Jorge Mario Bergoglio ha vuelto a abochornar a buena parte de los fieles de la Iglesia Católica con unas declaraciones tan insensatas como reveladoras de una tremenda ignorancia o de una maldad estremecedora.
De nuevo exhibiéndose más como agitador político de la casta populista que como guía espiritual de la más importante confesión del planeta, Bergoglio ha dicho que Iberoamérica está sufriendo "un fuerte embate" del liberalismo económico, "esta economía que mata" y que genera sistemas que "no dan posibilidades de trabajo y favorecen delincuencias".
Sin vergüenza, Bergoglio ha proferido esa proclama mentirosa, que no aguanta un solo vistazo a cualquier estadística internacional –hay mapas que hablan por sí solos–, sin decir una sola palabra contra los regímenes iberoamericanos que verdaderamente se sostienen por la sangre, que no dejan el menor resquicio para el trabajo digno y que no es que favorezcan delincuencias, sino que son ellos mismos mafias monstruosas. Regímenes como el de Nicolás Maduro, al que el agitador político Bergoglio se ofrece constantemente como blanqueador mientras aquel perpetra las peores violaciones contra los derechos humanos de unos venezolanos siniestramente condenados al hambre y a toda clase de privaciones; o el de Raúl Castro, al que también ofrece sus servicios diplomáticos blanqueadores este pontífice que desprecia olímpicamente el sufrimiento de los cristianos de la miserabilizada Cuba, ciudadanos de segunda permanentemente ofendidos y humillados por la tiranía antiliberal que los sojuzga.
El agitprop de Bergoglio resuena especialmente espeluznante en oídos españoles cuando tacha de vendepatrias a los partidarios de la economía de libre mercado en Hispanoamérica.
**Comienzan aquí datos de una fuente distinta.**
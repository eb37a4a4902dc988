//! Property descriptors
//!
//! Two shapes live here. [`Property`] is what a property table stores: always
//! complete, either data or accessor. [`PropertyDescriptor`] is the partial
//! record passed to `[[DefineOwnProperty]]` and returned by
//! `[[GetOwnProperty]]`, where every field may be absent.

use crate::context::VmContext;
use crate::error::{VmError, VmResult};
use crate::object::ObjectRef;
use crate::operations;
use crate::property_key::PropertyKey;
use crate::value::Value;

/// Property attributes
#[derive(Clone, Copy, Debug, Default, PartialEq, Eq)]
pub struct PropertyAttributes {
    /// Property is writable (ignored for accessors)
    pub writable: bool,
    /// Property is enumerable
    pub enumerable: bool,
    /// Property is configurable
    pub configurable: bool,
}

impl PropertyAttributes {
    /// Explicit attributes
    pub const fn new(writable: bool, enumerable: bool, configurable: bool) -> Self {
        Self {
            writable,
            enumerable,
            configurable,
        }
    }

    /// Default data property attributes (as created by assignment)
    pub const fn data() -> Self {
        Self::new(true, true, true)
    }

    /// Writable, configurable, not enumerable (built-in methods)
    pub const fn hidden() -> Self {
        Self::new(true, false, true)
    }

    /// Non-writable, non-enumerable, non-configurable
    pub const fn frozen() -> Self {
        Self::new(false, false, false)
    }
}

/// A complete stored property
#[derive(Clone, Debug)]
pub enum Property {
    /// Data property
    Data {
        /// The value
        value: Value,
        /// Attributes
        attributes: PropertyAttributes,
    },
    /// Accessor property
    Accessor {
        /// Getter function
        get: Option<ObjectRef>,
        /// Setter function
        set: Option<ObjectRef>,
        /// Attributes (`writable` is unused)
        attributes: PropertyAttributes,
    },
}

impl Property {
    /// Create a data property with default attributes
    pub fn data(value: Value) -> Self {
        Self::Data {
            value,
            attributes: PropertyAttributes::data(),
        }
    }

    /// Create a data property with specific attributes
    pub fn data_with_attrs(value: Value, attributes: PropertyAttributes) -> Self {
        Self::Data { value, attributes }
    }

    /// Create an accessor property
    pub fn accessor(
        get: Option<ObjectRef>,
        set: Option<ObjectRef>,
        enumerable: bool,
        configurable: bool,
    ) -> Self {
        Self::Accessor {
            get,
            set,
            attributes: PropertyAttributes::new(false, enumerable, configurable),
        }
    }

    /// Get the value (for data properties)
    pub fn value(&self) -> Option<&Value> {
        match self {
            Self::Data { value, .. } => Some(value),
            Self::Accessor { .. } => None,
        }
    }

    /// Attributes
    pub fn attributes(&self) -> PropertyAttributes {
        match self {
            Self::Data { attributes, .. } | Self::Accessor { attributes, .. } => *attributes,
        }
    }

    /// Attributes, mutably
    pub fn attributes_mut(&mut self) -> &mut PropertyAttributes {
        match self {
            Self::Data { attributes, .. } | Self::Accessor { attributes, .. } => attributes,
        }
    }

    /// Check if accessor
    pub fn is_accessor(&self) -> bool {
        matches!(self, Self::Accessor { .. })
    }

    /// Check if writable (accessors never are)
    pub fn is_writable(&self) -> bool {
        match self {
            Self::Data { attributes, .. } => attributes.writable,
            Self::Accessor { .. } => false,
        }
    }

    /// Check if enumerable
    pub fn is_enumerable(&self) -> bool {
        self.attributes().enumerable
    }

    /// Check if configurable
    pub fn is_configurable(&self) -> bool {
        self.attributes().configurable
    }
}

/// A partial property descriptor
///
/// `get`/`set` use a nested option: the outer layer is presence, the inner
/// one distinguishes a function from an explicit `undefined`.
#[derive(Clone, Debug, Default)]
pub struct PropertyDescriptor {
    /// `[[Value]]`
    pub value: Option<Value>,
    /// `[[Writable]]`
    pub writable: Option<bool>,
    /// `[[Get]]`
    pub get: Option<Option<ObjectRef>>,
    /// `[[Set]]`
    pub set: Option<Option<ObjectRef>>,
    /// `[[Enumerable]]`
    pub enumerable: Option<bool>,
    /// `[[Configurable]]`
    pub configurable: Option<bool>,
}

impl PropertyDescriptor {
    /// Fully populated data descriptor
    pub fn data(value: Value, writable: bool, enumerable: bool, configurable: bool) -> Self {
        Self {
            value: Some(value),
            writable: Some(writable),
            enumerable: Some(enumerable),
            configurable: Some(configurable),
            ..Default::default()
        }
    }

    /// Fully populated accessor descriptor
    pub fn accessor(
        get: Option<ObjectRef>,
        set: Option<ObjectRef>,
        enumerable: bool,
        configurable: bool,
    ) -> Self {
        Self {
            get: Some(get),
            set: Some(set),
            enumerable: Some(enumerable),
            configurable: Some(configurable),
            ..Default::default()
        }
    }

    /// `{ [[Value]]: value }` alone, as `[[Set]]` uses on an existing property
    pub fn value_only(value: Value) -> Self {
        Self {
            value: Some(value),
            ..Default::default()
        }
    }

    /// `IsAccessorDescriptor`
    pub fn is_accessor_descriptor(&self) -> bool {
        self.get.is_some() || self.set.is_some()
    }

    /// `IsDataDescriptor`
    pub fn is_data_descriptor(&self) -> bool {
        self.value.is_some() || self.writable.is_some()
    }

    /// `IsGenericDescriptor`
    pub fn is_generic_descriptor(&self) -> bool {
        !self.is_accessor_descriptor() && !self.is_data_descriptor()
    }

    /// Whether no field is present
    pub fn is_empty(&self) -> bool {
        self.is_generic_descriptor() && self.enumerable.is_none() && self.configurable.is_none()
    }

    /// Configurable flag, treating absence as false
    pub fn is_configurable(&self) -> bool {
        self.configurable == Some(true)
    }

    /// Enumerable flag, treating absence as false
    pub fn is_enumerable(&self) -> bool {
        self.enumerable == Some(true)
    }

    /// Writable flag, treating absence as false
    pub fn is_writable(&self) -> bool {
        self.writable == Some(true)
    }

    /// Descriptor for a stored property (every field present)
    pub fn from_property(property: &Property) -> Self {
        match property {
            Property::Data { value, attributes } => Self::data(
                value.clone(),
                attributes.writable,
                attributes.enumerable,
                attributes.configurable,
            ),
            Property::Accessor {
                get,
                set,
                attributes,
            } => Self::accessor(
                get.clone(),
                set.clone(),
                attributes.enumerable,
                attributes.configurable,
            ),
        }
    }

    /// `CompletePropertyDescriptor`, producing the stored form
    pub fn to_property(&self) -> Property {
        let attributes = PropertyAttributes::new(
            self.is_writable(),
            self.is_enumerable(),
            self.is_configurable(),
        );
        if self.is_accessor_descriptor() {
            Property::Accessor {
                get: self.get.clone().flatten(),
                set: self.set.clone().flatten(),
                attributes,
            }
        } else {
            Property::Data {
                value: self.value.clone().unwrap_or_default(),
                attributes,
            }
        }
    }
}

/// `FromPropertyDescriptor`: reflect a descriptor as a plain object.
pub fn from_property_descriptor(
    ctx: &mut VmContext,
    desc: Option<&PropertyDescriptor>,
) -> VmResult<Value> {
    let Some(desc) = desc else {
        return Ok(Value::undefined());
    };
    let obj = ctx.new_object();
    let mut put = |name: &str, value: Value| {
        operations::create_data_property_or_throw(ctx, &obj, &PropertyKey::intern(name), value)
    };
    if let Some(value) = &desc.value {
        put("value", value.clone())?;
    }
    if let Some(writable) = desc.writable {
        put("writable", Value::boolean(writable))?;
    }
    if let Some(get) = &desc.get {
        put("get", get.clone().map_or(Value::undefined(), Value::object))?;
    }
    if let Some(set) = &desc.set {
        put("set", set.clone().map_or(Value::undefined(), Value::object))?;
    }
    if let Some(enumerable) = desc.enumerable {
        put("enumerable", Value::boolean(enumerable))?;
    }
    if let Some(configurable) = desc.configurable {
        put("configurable", Value::boolean(configurable))?;
    }
    Ok(Value::object(obj))
}

/// `ToPropertyDescriptor`: read a descriptor out of an object.
///
/// Fields are probed with `[[HasProperty]]` then `[[Get]]`, so getters and
/// proxy traps on the descriptor object run in the standard order.
pub fn to_property_descriptor(ctx: &mut VmContext, value: &Value) -> VmResult<PropertyDescriptor> {
    let Some(obj) = value.as_object() else {
        return Err(VmError::type_error(
            "Property description must be an object",
        ));
    };
    let mut desc = PropertyDescriptor::default();

    let mut field = |ctx: &mut VmContext, name: &str| -> VmResult<Option<Value>> {
        let key = PropertyKey::intern(name);
        if operations::has_property(ctx, obj, &key)? {
            Ok(Some(operations::get(ctx, obj, &key)?))
        } else {
            Ok(None)
        }
    };

    if let Some(v) = field(ctx, "enumerable")? {
        desc.enumerable = Some(v.to_boolean());
    }
    if let Some(v) = field(ctx, "configurable")? {
        desc.configurable = Some(v.to_boolean());
    }
    if let Some(v) = field(ctx, "value")? {
        desc.value = Some(v);
    }
    if let Some(v) = field(ctx, "writable")? {
        desc.writable = Some(v.to_boolean());
    }
    if let Some(v) = field(ctx, "get")? {
        desc.get = Some(accessor_function(&v, "Getter")?);
    }
    if let Some(v) = field(ctx, "set")? {
        desc.set = Some(accessor_function(&v, "Setter")?);
    }

    if desc.is_accessor_descriptor() && desc.is_data_descriptor() {
        return Err(VmError::type_error(
            "Invalid property descriptor. Cannot both specify accessors and a value or writable attribute",
        ));
    }
    Ok(desc)
}

fn accessor_function(value: &Value, which: &str) -> VmResult<Option<ObjectRef>> {
    match value {
        Value::Undefined => Ok(None),
        Value::Object(o) if o.is_callable() => Ok(Some(o.clone())),
        other => Err(VmError::type_error(format!(
            "{} must be a function: {:?}",
            which, other
        ))),
    }
}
Y es que lo hace con un término, cipayos, siniestramente célebre en España porque lo ha usado con profusión la antiliberal banda terrorista ETA; para señalar, precisamente, a los vascos vendepatrias.
Bergoglio, que estupefacientemente alerta contra los redentores en la misma entrevista con el diario El País, debe dejar de ser lo que nunca jamás debió ser, un demagogo de ínfima categoría, y dedicarse a la inconmensurable empresa que le fue encomendada: ser el Sumo Pontífice de la Iglesia Católica. Que, naturalmente, anda muy necesitada de la guía de un Papa, no de la charlatanería de un peronista cualquiera o de un sosias argentino de Pablo Iglesias.